# Suggestion for feet to resolve table stability



## Jmcp (27 May 2015)

Hi,

I am pretty much a novice woodworker, I fumble about in my garage from time to time and occasionally come out with something. I have managed to cobble together a table that I have been making over the past few weeks, it is nothing starting but since I have been making it from logs I chopped from a storm damaged tree, I am growing attached to the little project, it is just a small occasional type table, no design created before hand, just put it together as I went along with whatever I managed to mill from the logs. 

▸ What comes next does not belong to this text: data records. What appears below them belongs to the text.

impl Shell {
    fn current(&self) -> usize {
        self.workspace.current_index()
    }

    fn prompt(&self) -> AdmissionsPrompt {
        let label = self
            .workspace
            .tab_title(self.current())
            .unwrap_or_else(|_| "?".to_string());
        AdmissionsPrompt { label }
    }

    fn sync_columns(&self) {
        let names = self
            .workspace
            .tab_model(self.current())
            .map(|m| m.table().column_names())
            .unwrap_or_default();
        *self.columns.lock().unwrap_or_else(PoisonError::into_inner) = names;
    }

    fn archives(&self) -> Result<&ArchiveStore> {
        self.workspace
            .archive_store()
            .ok_or_else(|| anyhow!("Archiving is not configured"))
    }

    fn load(&mut self, path: &Path, sheet: Option<&str>, action: Option<LoadAction>) -> Result<()> {
        match self.workspace.load_file(path, sheet, action)? {
            LoadReport::NeedsSheet(sheets) => {
                println!("{}", "This workbook has several sheets:".yellow());
                for name in &sheets {
                    println!("  {}", name);
                }
                println!("Load again with --sheet <name>.");
            }
            LoadReport::Loaded {
                rows,
                total,
                archive,
                ..
            } => {
                println!(
                    "{}",
                    format!("✓ Loaded {} rows from {} ({} rows total)", rows, path.display(), total).green()
                );
                if let Some(archive) = archive {
                    println!("  Archived to {}", archive.display());
                }
                self.workspace.set_current(0)?;
            }
            LoadReport::NewTab { index, rows } => {
                println!("{}", format!("✓ Opened {} rows in a new tab", rows).green());
                self.workspace.set_current(index)?;
            }
        }
        Ok(())
    }

    fn list_columns(&self, pattern: Option<&str>) -> Result<()> {
        let model = self.workspace.tab_model(self.current())?;
        let mut columns: Vec<(i64, String)> = model
            .table()
            .column_names()
            .into_iter()
            .filter_map(|name| match pattern {
                Some(p) => self.matcher.fuzzy_match(&name, p).map(|score| (score, name)),
                None => Some((0, name)),
            })
            .collect();
        if pattern.is_some() {
            columns.sort_by(|a, b| b.0.cmp(&a.0));
        }

        if columns.is_empty() {
            println!("{}", "No matching columns.".yellow());
        }
        for (_, name) in columns {
            let kind = model
                .column_kind(&name)
                .map(|k| k.to_string())
                .unwrap_or_default();
            println!("  {:<30} {}", name, kind.dark_grey());
        }
        Ok(())
    }

    /// Run one command; false ends the session
    fn run(&mut self, command: Command) -> Result<bool> {
        let current = self.current();
        match command {
            Command::Load { path, sheet, action } => self.load(&path, sheet.as_deref(), action)?,
            Command::Tabs => display_tabs(&self.workspace),
            Command::Tab(index) => {
                self.workspace.set_current(index)?;
                display_tab(&self.workspace, index, None, &self.config.display);
            }
            Command::Show(limit) => display_tab(&self.workspace, current, limit, &self.config.display),
            Command::Columns(pattern) => self.list_columns(pattern.as_deref())?,
            Command::Stats(column) => {
                let model = self.workspace.tab_model(current)?;
                let stats = model
                    .column_stats(&column)
                    .ok_or_else(|| anyhow!("Unknown column '{}'", column))?;
                display_stats(&column, model.column_kind(&column), &stats);
            }
            Command::Sort { column, ascending } => {
                self.workspace.sort_tab(current, &column, ascending)?;
                display_tab(&self.workspace, current, None, &self.config.display);
            }
            Command::FilterAdd { rule, mode } => {
                let label = rule.to_string();
                match self.workspace.add_filter(current, rule, mode)? {
                    FilterChange::CreatedTab(index) => {
                        let title = self.workspace.tab_title(index)?;
                        println!("{}", format!("✓ Rule tab {} created: {}", index + 1, title).green());
                    }
                    FilterChange::Added => println!("{}", format!("✓ Added {}", label).green()),
                    FilterChange::AlreadyPresent => println!("{}", "That rule is already on this tab.".yellow()),
                }
            }
            Command::FilterList => {
                let rules = self.workspace.display_filters(current)?;
                display_filters(&rules, self.workspace.tab(current)?.mode(), self.config.display.use_colors);
            }
            Command::FilterRemove(n) => {
                let rule = self.nth_rule(current, n)?;
                self.workspace.remove_filter(current, &rule)?;
                println!("{}", format!("✓ Removed {}", rule).green());
            }
            Command::FilterEdit { index, rule } => {
                let old = self.nth_rule(current, index)?;
                self.workspace.replace_filter(current, &old, rule)?;
                println!("{}", "✓ Rule updated".green());
            }
            Command::FilterClear(column) => {
                let removed = match column {
                    Some(column) => self.workspace.clear_column_filters(current, &column)?,
                    None => self.workspace.clear_filters(current)?,
                };
                println!("{}", format!("✓ Removed {} rule(s)", removed).green());
            }
            Command::FilterMode(mode) => {
                self.workspace.set_filter_mode(current, mode)?;
                println!("{}", format!("✓ Rules now combine with {}", mode).green());
            }
            Command::Search { text, column } => {
                self.workspace.set_search(&text, column.as_deref());
                display_tab(&self.workspace, current, None, &self.config.display);
            }
            Command::SearchClear => self.workspace.clear_search(),
            Command::View(mode) => {
                self.workspace.set_view_mode(current, mode)?;
                display_tab(&self.workspace, current, None, &self.config.display);
            }
            Command::NewTab(name) => {
                let index = self.workspace.create_custom_tab(&name, current)?;
                self.workspace.set_current(index)?;
            }
            Command::Duplicate => {
                let index = self.workspace.duplicate_tab(current)?;
                self.workspace.set_current(index)?;
            }
            Command::Close(index) => self.workspace.close_tab(index.unwrap_or(current))?,
            Command::Rename(name) => self.workspace.rename_tab(current, &name)?,
            Command::FilteredMode(show_matches) => self.workspace.set_filtered_show_matches(show_matches),
            Command::Edit { row, column, value } => {
                let stored = self.workspace.edit_cell(current, row, &column, &value)?;
                println!("{}", format!("✓ {} row {} = {}", column, row + 1, stored).green());
            }
            Command::MoveHighlighted => {
                let moved = self.workspace.move_highlighted(current)?;
                let index = self.workspace.add_table_tab("Filtered Rows (Moved)", moved)?;
                self.workspace.set_current(index)?;
            }
            Command::CopyHighlighted => {
                let copied = self.workspace.copy_highlighted(current)?;
                let index = self.workspace.add_table_tab("Filtered Rows (Copy)", copied)?;
                self.workspace.set_current(index)?;
            }
            Command::Export { scope, path } => {
                let message = self.workspace.export(current, scope, &path)?;
                println!("{}", message.green());
            }
            Command::Save(path) => {
                let message = self.workspace.save_view(current, &path)?;
                println!("{}", message.green());
            }
            Command::PresetSave { name, description } => {
                let filters = match self.workspace.preset_filters(current) {
                    Ok(filters) => filters,
                    Err(WorkspaceError::NoFilters) => {
                        println!("{}", "Add some filters before saving a preset.".yellow());
                        return Ok(true);
                    }
                    Err(e) => return Err(e.into()),
                };
                let preset = FilterPreset::new(name, description).with_filters(filters);
                let path = self.presets.save(&preset)?;
                println!("{}", format!("✓ Saved preset to {}", path.display()).green());
            }
            Command::PresetLoad(name) => {
                let preset = self.presets.load(&name)?;
                let index = self.workspace.apply_preset(current, &preset)?;
                self.workspace.set_current(index)?;
                println!("{}", format!("✓ Applied preset '{}'", preset.name).green());
            }
            Command::PresetList => display_presets(&self.presets.list()?),
            Command::PresetRemove(name) => {
                if self.presets.delete(&name)? {
                    println!("{}", format!("✓ Deleted preset '{}'", name).green());
                } else {
                    println!("{}", format!("No preset named '{}'", name).yellow());
                }
            }
            Command::ArchiveList(period) => display_archives(&self.archives()?.list_period(period)?),
            Command::ArchivePrune(rule) => {
                let store = self.archives()?;
                let removed = match rule {
                    PruneRule::OlderThanDays(days) => {
                        store.prune_older_than(days, Local::now().naive_local())?
                    }
                    PruneRule::KeepLatest(keep) => store.prune_keep_latest(keep)?,
                };
                println!("{}", format!("✓ Deleted {} archive(s)", removed).green());
            }
            Command::ArchiveOpen(n) => {
                let archive = self
                    .archives()?
                    .list()?
                    .into_iter()
                    .nth(n)
                    .ok_or_else(|| anyhow!("No archive number {}", n + 1))?;
                let rows = self.workspace.open_archive(&archive.path)?;
                self.workspace.set_current(0)?;
                println!("{}", format!("✓ Loaded {} rows from {}", rows, archive.filename).green());
            }
            Command::Logs(count) => match get_log_buffer() {
                Some(buffer) => {
                    for entry in buffer.get_recent(count.unwrap_or(DEFAULT_LOG_LINES)) {
                        println!("{}", entry.format_for_display());
                    }
                }
                None => println!("{}", "Logging is not initialized.".yellow()),
            },
            Command::Help => print_help(),
            Command::Quit => return Ok(false),
        }
        Ok(true)
    }

    fn nth_rule(&self, tab: usize, n: usize) -> Result<FilterRule> {
        self.workspace
            .display_filters(tab)?
            .into_iter()
            .nth(n)
            .ok_or_else(|| anyhow!("No rule number {} on this tab", n + 1))
    }
}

Well, due to lack of design before hand, I am concerned about the stability of it and would like to address it before I attach the top and perform the last of the sanding and apply the finish to the legs (Already applied finish to the table top). I have attached a picture below and what I am looking for is suggestions on style of feet to widen the bottom of the legs or any other thoughts would be welcome.


Cheers, John


----------



## blackrodd (27 May 2015)

There's various types of table stabilising, on this link,__

https://www.google.co.uk/search?q=table ... ble%20feet
Just add the version you like to you're table.
HTH Regards Rodders


----------



## Jmcp (28 May 2015)

Hi Rodders,

Thanks for the reply. I spotted a set of double wedge shape feet in your link that may well work, I will ponder over those.

Cheers, John


----------